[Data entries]
>>
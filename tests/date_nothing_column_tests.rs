use bytes::BytesMut;
use clickhouse_client::{
    column::*,
    types::{
        Type,
        TypeCode,
    },
};

// ============================================================================
// Date Column Tests
// ============================================================================

#[test]
fn test_date_append_and_retrieve() {
    let mut col = ColumnDate::new(Type::date());
    col.append(19000); // Days since epoch
    col.append(19001);
    col.append(19002);

    assert_eq!(col.len(), 3);
    assert_eq!(col.at(0), 19000);
    assert_eq!(col.at(1), 19001);
    assert_eq!(col.at(2), 19002);
}

#[test]
fn test_date_from_timestamp() {
    let mut col = ColumnDate::new(Type::date());
    // 2022-01-01 00:00:00 UTC = 1640995200 seconds
    col.append_timestamp(1640995200);

    assert_eq!(col.len(), 1);
    let days = col.at(0);
    // 1640995200 / 86400 = 18993 days
    assert_eq!(days, 18993);
}

#[test]
fn test_date_timestamp_at() {
    let mut col = ColumnDate::new(Type::date());
    col.append(18993); // 2022-01-01

    let timestamp = col.timestamp_at(0);
    // 18993 * 86400 = 1640995200
    assert_eq!(timestamp, 1640995200);
}

#[test]
fn test_date_slice() {
    let mut col = ColumnDate::new(Type::date());
    col.append(19000);
    col.append(19001);
    col.append(19002);
    col.append(19003);

    let sliced = col.slice(1, 2).unwrap();
    let sliced_col = sliced.as_any().downcast_ref::<ColumnDate>().unwrap();

    assert_eq!(sliced_col.len(), 2);
    assert_eq!(sliced_col.at(0), 19001);
    assert_eq!(sliced_col.at(1), 19002);
}

#[test]
fn test_date_serialization() {
    let mut col = ColumnDate::new(Type::date());
    col.append(19000);
    col.append(19001);

    let mut buffer = BytesMut::new();
    col.save_to_buffer(&mut buffer).unwrap();

    // Date is stored as UInt16 (2 bytes)
    assert_eq!(buffer.len(), 4);

    let mut col2 = ColumnDate::new(Type::date());
    let mut buffer_slice = &buffer[..];
    col2.load_from_buffer(&mut buffer_slice, 2).unwrap();

    assert_eq!(col2.len(), 2);
    assert_eq!(col2.at(0), 19000);
    assert_eq!(col2.at(1), 19001);
}

#[test]
fn test_date_epoch() {
    let mut col = ColumnDate::new(Type::date());
    col.append(0); // Unix epoch 1970-01-01

    assert_eq!(col.at(0), 0);
    assert_eq!(col.timestamp_at(0), 0);
}

// ============================================================================
// Date32 Column Tests
// ============================================================================

#[test]
fn test_date32_append_and_retrieve() {
    let mut col = ColumnDate32::new(Type::date32());
    col.append(-25567); // 1900-01-01
    col.append(0); // 1970-01-01
    col.append(50000); // Future date

    assert_eq!(col.len(), 3);
    assert_eq!(col.at(0), -25567);
    assert_eq!(col.at(1), 0);
    assert_eq!(col.at(2), 50000);
}

#[test]
fn test_date32_negative_dates() {
    let mut col = ColumnDate32::new(Type::date32());
    col.append(-25567); // Before Unix epoch

    assert_eq!(col.at(0), -25567);
    let timestamp = col.timestamp_at(0);
    assert_eq!(timestamp, -25567 * 86400);
}

#[test]
fn test_date32_from_timestamp() {
    let mut col = ColumnDate32::new(Type::date32());
    col.append_timestamp(1640995200); // 2022-01-01

    assert_eq!(col.len(), 1);
    assert_eq!(col.at(0), 18993);
}

#[test]
fn test_date32_serialization() {
    let mut col = ColumnDate32::new(Type::date32());
    col.append(-25567);
    col.append(0);
    col.append(50000);

    let mut buffer = BytesMut::new();
    col.save_to_buffer(&mut buffer).unwrap();

    // Date32 is stored as Int32 (4 bytes)
    assert_eq!(buffer.len(), 12);

    let mut col2 = ColumnDate32::new(Type::date32());
    let mut buffer_slice = &buffer[..];
    col2.load_from_buffer(&mut buffer_slice, 3).unwrap();

    assert_eq!(col2.len(), 3);
    assert_eq!(col2.at(0), -25567);
    assert_eq!(col2.at(1), 0);
    assert_eq!(col2.at(2), 50000);
}

#[test]
fn test_date32_slice() {
    let mut col = ColumnDate32::new(Type::date32());
    col.append(-100);
    col.append(0);
    col.append(100);

    let sliced = col.slice(1, 2).unwrap();
    let sliced_col = sliced.as_any().downcast_ref::<ColumnDate32>().unwrap();

    assert_eq!(sliced_col.len(), 2);
    assert_eq!(sliced_col.at(0), 0);
    assert_eq!(sliced_col.at(1), 100);
}

// ============================================================================
// DateTime Column Tests
// ============================================================================

#[test]
fn test_datetime_append_and_retrieve() {
    let mut col = ColumnDateTime::new(Type::datetime(None));
    col.append(1640995200); // 2022-01-01 00:00:00 UTC
    col.append(1640995201);
    col.append(1640995202);

    assert_eq!(col.len(), 3);
    assert_eq!(col.at(0), 1640995200);
    assert_eq!(col.at(1), 1640995201);
    assert_eq!(col.at(2), 1640995202);
}

#[test]
fn test_datetime_with_timezone() {
    let mut col = ColumnDateTime::new(Type::datetime(Some("UTC".to_string())));
    col.append(1640995200);

    assert_eq!(col.timezone(), Some("UTC"));
    assert_eq!(col.at(0), 1640995200);
}

#[test]
fn test_datetime_timezone_america_new_york() {
    let mut col = ColumnDateTime::new(Type::datetime(Some(
        "America/New_York".to_string(),
    )));
    col.append(1640995200);

    assert_eq!(col.timezone(), Some("America/New_York"));
    assert_eq!(col.at(0), 1640995200);
}

#[test]
fn test_datetime_serialization() {
    let mut col = ColumnDateTime::new(Type::datetime(None));
    col.append(1640995200);
    col.append(1640995201);

    let mut buffer = BytesMut::new();
    col.save_to_buffer(&mut buffer).unwrap();

    // DateTime is stored as UInt32 (4 bytes)
    assert_eq!(buffer.len(), 8);

    let mut col2 = ColumnDateTime::new(Type::datetime(None));
    let mut buffer_slice = &buffer[..];
    col2.load_from_buffer(&mut buffer_slice, 2).unwrap();

    assert_eq!(col2.len(), 2);
    assert_eq!(col2.at(0), 1640995200);
    assert_eq!(col2.at(1), 1640995201);
}

#[test]
fn test_datetime_slice() {
    let mut col = ColumnDateTime::new(Type::datetime(None));
    col.append(1640995200);
    col.append(1640995201);
    col.append(1640995202);

    let sliced = col.slice(1, 2).unwrap();
    let sliced_col = sliced.as_any().downcast_ref::<ColumnDateTime>().unwrap();

    assert_eq!(sliced_col.len(), 2);
    assert_eq!(sliced_col.at(0), 1640995201);
    assert_eq!(sliced_col.at(1), 1640995202);
}

#[test]
fn test_datetime_epoch() {
    let mut col = ColumnDateTime::new(Type::datetime(None));
    col.append(0); // Unix epoch

    assert_eq!(col.at(0), 0);
}

// ============================================================================
// DateTime64 Column Tests
// ============================================================================

#[test]
fn test_datetime64_millisecond_precision() {
    let mut col = ColumnDateTime64::new(Type::datetime64(3, None)); // millisecond precision
    col.append(1640995200000); // 2022-01-01 00:00:00.000 UTC
    col.append(1640995200123); // 2022-01-01 00:00:00.123 UTC

    assert_eq!(col.len(), 2);
    assert_eq!(col.precision(), 3);
    assert_eq!(col.at(0), 1640995200000);
    assert_eq!(col.at(1), 1640995200123);
}

#[test]
fn test_datetime64_microsecond_precision() {
    let mut col = ColumnDateTime64::new(Type::datetime64(6, None)); // microsecond precision
    col.append(1640995200000000); // 2022-01-01 00:00:00.000000 UTC
    col.append(1640995200123456); // 2022-01-01 00:00:00.123456 UTC

    assert_eq!(col.len(), 2);
    assert_eq!(col.precision(), 6);
    assert_eq!(col.at(0), 1640995200000000);
    assert_eq!(col.at(1), 1640995200123456);
}

#[test]
fn test_datetime64_nanosecond_precision() {
    let mut col = ColumnDateTime64::new(Type::datetime64(9, None)); // nanosecond precision
    col.append(1640995200000000000); // 2022-01-01 00:00:00.000000000 UTC
    col.append(1640995200123456789); // 2022-01-01 00:00:00.123456789 UTC

    assert_eq!(col.len(), 2);
    assert_eq!(col.precision(), 9);
    assert_eq!(col.at(0), 1640995200000000000);
    assert_eq!(col.at(1), 1640995200123456789);
}

#[test]
fn test_datetime64_with_timezone() {
    let mut col =
        ColumnDateTime64::new(Type::datetime64(3, Some("UTC".to_string())));
    col.append(1640995200000);

    assert_eq!(col.timezone(), Some("UTC"));
    assert_eq!(col.precision(), 3);
    assert_eq!(col.at(0), 1640995200000);
}

#[test]
fn test_datetime64_serialization() {
    let mut col = ColumnDateTime64::new(Type::datetime64(3, None));
    col.append(1640995200000);
    col.append(1640995200123);

    let mut buffer = BytesMut::new();
    col.save_to_buffer(&mut buffer).unwrap();

    // DateTime64 is stored as Int64 (8 bytes)
    assert_eq!(buffer.len(), 16);

    let mut col2 = ColumnDateTime64::new(Type::datetime64(3, None));
    let mut buffer_slice = &buffer[..];
    col2.load_from_buffer(&mut buffer_slice, 2).unwrap();

    assert_eq!(col2.len(), 2);
    assert_eq!(col2.at(0), 1640995200000);
    assert_eq!(col2.at(1), 1640995200123);
}

#[test]
fn test_datetime64_slice() {
    let mut col = ColumnDateTime64::new(Type::datetime64(3, None));
    col.append(1640995200000);
    col.append(1640995200123);
    col.append(1640995200456);

    let sliced = col.slice(1, 2).unwrap();
    let sliced_col =
        sliced.as_any().downcast_ref::<ColumnDateTime64>().unwrap();

    assert_eq!(sliced_col.len(), 2);
    assert_eq!(sliced_col.precision(), 3);
    assert_eq!(sliced_col.at(0), 1640995200123);
    assert_eq!(sliced_col.at(1), 1640995200456);
}

#[test]
fn test_datetime64_zero_precision() {
    let mut col = ColumnDateTime64::new(Type::datetime64(0, None)); // second precision
    col.append(1640995200); // 2022-01-01 00:00:00 UTC

    assert_eq!(col.precision(), 0);
    assert_eq!(col.at(0), 1640995200);
}

// ============================================================================
// Nothing Column Tests
// ============================================================================

fn void_type() -> Type {
    Type::Simple(TypeCode::Void)
}

#[test]
fn test_nothing_append() {
    let mut col = ColumnNothing::new(void_type());
    col.append();
    col.append();
    col.append();

    assert_eq!(col.len(), 3);
    assert_eq!(col.at(0), None);
    assert_eq!(col.at(1), None);
    assert_eq!(col.at(2), None);
}

#[test]
fn test_nothing_with_size() {
    let col = ColumnNothing::new(void_type()).with_size(10);
    assert_eq!(col.len(), 10);
    assert!(!col.is_empty());
}

#[test]
fn test_nothing_empty() {
    let col = ColumnNothing::new(void_type());
    assert_eq!(col.len(), 0);
    assert!(col.is_empty());
}

#[test]
fn test_nothing_slice() {
    let col = ColumnNothing::new(void_type()).with_size(10);
    let sliced = col.slice(2, 5).unwrap();
    let sliced_col = sliced.as_any().downcast_ref::<ColumnNothing>().unwrap();

    assert_eq!(sliced_col.len(), 5);
}

#[test]
fn test_nothing_append_column() {
    use std::sync::Arc;

    let mut col1 = ColumnNothing::new(void_type()).with_size(5);
    let col2 = Arc::new(ColumnNothing::new(void_type()).with_size(3));

    col1.append_column(col2).unwrap();
    assert_eq!(col1.len(), 8);
}

#[test]
fn test_nothing_clear() {
    let mut col = ColumnNothing::new(void_type()).with_size(10);
    assert_eq!(col.len(), 10);

    col.clear();
    assert_eq!(col.len(), 0);
    assert!(col.is_empty());
}

#[test]
fn test_nothing_load_from_buffer() {
    let mut col = ColumnNothing::new(void_type());
    let data = [0u8; 5]; // 5 bytes of nothing
    let mut buffer = &data[..];

    col.load_from_buffer(&mut buffer, 5).unwrap();
    assert_eq!(col.len(), 5);
    assert_eq!(buffer.len(), 0); // All bytes consumed
}

#[test]
fn test_nothing_save_fails() {
    let col = ColumnNothing::new(void_type()).with_size(5);
    let mut buffer = BytesMut::new();

    // SaveBody should fail for Nothing column
    let result = col.save_to_buffer(&mut buffer);
    assert!(result.is_err());
}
<<
» Problem to work on: Set down verbatim only the lines between the start of the data above and the line with "col.append(19003);", both boundaries included.

» Output of the task:
filename tests/date_nothing_column_tests.rs
use bytes::BytesMut;
use clickhouse_client::{
    column::*,
    types::{
        Type,
        TypeCode,
    },
};

// ============================================================================
// Date Column Tests
// ============================================================================

#[test]
fn test_date_append_and_retrieve() {
    let mut col = ColumnDate::new(Type::date());
    col.append(19000); // Days since epoch
    col.append(19001);
    col.append(19002);

    assert_eq!(col.len(), 3);
    assert_eq!(col.at(0), 19000);
    assert_eq!(col.at(1), 19001);
    assert_eq!(col.at(2), 19002);
}

#[test]
fn test_date_from_timestamp() {
    let mut col = ColumnDate::new(Type::date());
    // 2022-01-01 00:00:00 UTC = 1640995200 seconds
    col.append_timestamp(1640995200);

    assert_eq!(col.len(), 1);
    let days = col.at(0);
    // 1640995200 / 86400 = 18993 days
    assert_eq!(days, 18993);
}

#[test]
fn test_date_timestamp_at() {
    let mut col = ColumnDate::new(Type::date());
    col.append(18993); // 2022-01-01

    let timestamp = col.timestamp_at(0);
    // 18993 * 86400 = 1640995200
    assert_eq!(timestamp, 1640995200);
}

#[test]
fn test_date_slice() {
    let mut col = ColumnDate::new(Type::date());
    col.append(19000);
    col.append(19001);
    col.append(19002);
    col.append(19003);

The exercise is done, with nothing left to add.